Material for this task:
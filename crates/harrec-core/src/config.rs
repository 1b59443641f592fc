use anyhow::{Context, Result};
use serde::{Deserialize, Serialize};
use std::fs;
use std::path::{Path, PathBuf};

use crate::har::document::Creator;
use crate::har::SynthOptions;

/// Global configuration loaded from `~/.config/harrec/config.toml`.
#[derive(Debug, Clone, PartialEq, Serialize, Deserialize)]
pub struct HarrecConfig {
    /// `log.creator.name` in generated archives.
    pub creator_name: String,
    /// `log.creator.version` in generated archives.
    pub creator_version: String,
    #[serde(default)]
    pub creator_comment: Option<String>,
    /// Pretty-print archives (indented JSON). Compact output is smaller.
    pub pretty: bool,
    /// Fill page `startedDateTime` and `pageTimings` from the recorded page
    /// events instead of placeholders.
    #[serde(default)]
    pub derive_page_timings: bool,
    /// Directory archives are written to; defaults to the working directory.
    #[serde(default)]
    pub output_dir: Option<PathBuf>,
}

impl Default for HarrecConfig {
    fn default() -> Self {
        let synth = SynthOptions::default();
        Self {
            creator_name: synth.creator.name,
            creator_version: synth.creator.version,
            creator_comment: synth.creator.comment,
            pretty: true,
            derive_page_timings: synth.derive_page_timings,
            output_dir: None,
        }
    }
}

impl HarrecConfig {
    pub fn synth_options(&self) -> SynthOptions {
        SynthOptions {
            creator: Creator {
                name: self.creator_name.clone(),
                version: self.creator_version.clone(),
                comment: self.creator_comment.clone(),
            },
            derive_page_timings: self.derive_page_timings,
        }
    }
}

pub fn config_path() -> Result<PathBuf> {
    let xdg_dirs = xdg::BaseDirectories::with_prefix("harrec")?;
    Ok(xdg_dirs.place_config_file("config.toml")?)
}

/// Load configuration from disk, creating a default file if none exists.
pub fn load_or_init() -> Result<HarrecConfig> {
    load_or_init_at(&config_path()?)
}

pub fn load_or_init_at(path: &Path) -> Result<HarrecConfig> {
    if !path.exists() {
        let default_cfg = HarrecConfig::default();
        let toml = toml::to_string_pretty(&default_cfg)?;
        if let Some(parent) = path.parent() {
            fs::create_dir_all(parent)?;
        }
        fs::write(path, toml).with_context(|| format!("write {}", path.display()))?;
        tracing::info!("created default config at {}", path.display());
        return Ok(default_cfg);
    }

    let data = fs::read_to_string(path).with_context(|| format!("read {}", path.display()))?;
    let cfg: HarrecConfig =
        toml::from_str(&data).with_context(|| format!("parse {}", path.display()))?;
    Ok(cfg)
}
//! Query string and POST body parsing.

use url::{form_urlencoded, Url};

use super::document::{Param, PostData, QueryParam};

const FORM_URLENCODED: &str = "application/x-www-form-urlencoded";

/// Query parameters in order, one per occurrence (duplicates kept).
/// URLs that do not parse yield no parameters.
pub fn parse_query_string(request_url: &str) -> Vec<QueryParam> {
    let Ok(url) = Url::parse(request_url) else {
        return Vec::new();
    };
    url.query_pairs()
        .map(|(name, value)| QueryParam {
            name: name.into_owned(),
            value: value.into_owned(),
        })
        .collect()
}

/// Archives a request body. Only exact `application/x-www-form-urlencoded`
/// bodies are split into params; anything else is kept as opaque text.
pub fn parse_post_data(post_data: Option<&str>, content_type: Option<&str>) -> Option<PostData> {
    let text = post_data?;
    let params = if content_type == Some(FORM_URLENCODED) {
        form_urlencoded::parse(text.as_bytes())
            .map(|(name, value)| Param {
                name: name.into_owned(),
                value: value.into_owned(),
            })
            .collect()
    } else {
        Vec::new()
    };
    Some(PostData {
        mime_type: content_type.map(String::from),
        params,
        text: text.to_string(),
    })
}
//! Export sink boundary: serialize an archive and hand it off under a file
//! name derived from the page host.

use anyhow::{Context, Result};
use std::fs;
use std::path::{Path, PathBuf};
use url::Url;

use crate::har::Archive;

/// File name used when the page URL has no host.
const FALLBACK_FILE_NAME: &str = "capture.har";

/// Serializes an archive to JSON.
pub fn to_json(archive: &Archive, pretty: bool) -> Result<String> {
    let json = if pretty {
        serde_json::to_string_pretty(archive)
    } else {
        serde_json::to_string(archive)
    };
    json.context("serialize HAR archive")
}

/// `<host>.har` for the page URL (port included, like `URL.host`).
///
/// # Examples
///
/// - `suggested_file_name("https://example.com/a?b")` → `"example.com.har"`
/// - `suggested_file_name("http://localhost:8080/")` → `"localhost:8080.har"`
pub fn suggested_file_name(page_url: &str) -> String {
    let Ok(url) = Url::parse(page_url) else {
        return FALLBACK_FILE_NAME.to_string();
    };
    match (url.host_str(), url.port()) {
        (Some(host), Some(port)) => format!("{host}:{port}.har"),
        (Some(host), None) if !host.is_empty() => format!("{host}.har"),
        _ => FALLBACK_FILE_NAME.to_string(),
    }
}

/// Receives a finished, serialized archive.
pub trait ExportSink {
    fn export(&mut self, serialized: &str, file_name: &str) -> Result<()>;
}

/// Writes archives into a directory.
#[derive(Debug, Clone)]
pub struct DirectorySink {
    dir: PathBuf,
    written: Vec<PathBuf>,
}

impl DirectorySink {
    pub fn new(dir: impl Into<PathBuf>) -> Self {
        Self {
            dir: dir.into(),
            written: Vec::new(),
        }
    }

    pub fn dir(&self) -> &Path {
        &self.dir
    }

    /// Paths written so far, in order.
    pub fn written(&self) -> &[PathBuf] {
        &self.written
    }
}

impl ExportSink for DirectorySink {
    fn export(&mut self, serialized: &str, file_name: &str) -> Result<()> {
        fs::create_dir_all(&self.dir)
            .with_context(|| format!("create output dir {}", self.dir.display()))?;
        let path = self.dir.join(file_name);
        fs::write(&path, serialized).with_context(|| format!("write {}", path.display()))?;
        tracing::info!(bytes = serialized.len(), "wrote archive to {}", path.display());
        self.written.push(path);
        Ok(())
    }
}

/// Serializes `archive` and exports it under the name suggested by `page_url`.
pub fn export_archive(
    sink: &mut dyn ExportSink,
    archive: &Archive,
    page_url: Option<&str>,
    pretty: bool,
) -> Result<String> {
    let file_name = page_url
        .map(suggested_file_name)
        .unwrap_or_else(|| FALLBACK_FILE_NAME.to_string());
    let json = to_json(archive, pretty)?;
    sink.export(&json, &file_name)?;
    Ok(file_name)
}
use harrec_core::logging;

mod cli;

use crate::cli::CliCommand;

#[tokio::main]
async fn main() {
    if let Err(err) = logging::init_logging() {
        logging::init_logging_stderr();
        tracing::warn!("log file unavailable, logging to stderr: {:#}", err);
    }

    if let Err(err) = CliCommand::run_from_args().await {
        eprintln!("harrec error: {:#}", err);
        std::process::exit(1);
    }
}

What you have to do: Reproduce only the lines running from the one that contains "logging::init_logging_stderr();" to the last line of the records.

Result of the task:
        logging::init_logging_stderr();
        tracing::warn!("log file unavailable, logging to stderr: {:#}", err);
    }

    if let Err(err) = CliCommand::run_from_args().await {
        eprintln!("harrec error: {:#}", err);
        std::process::exit(1);
    }
}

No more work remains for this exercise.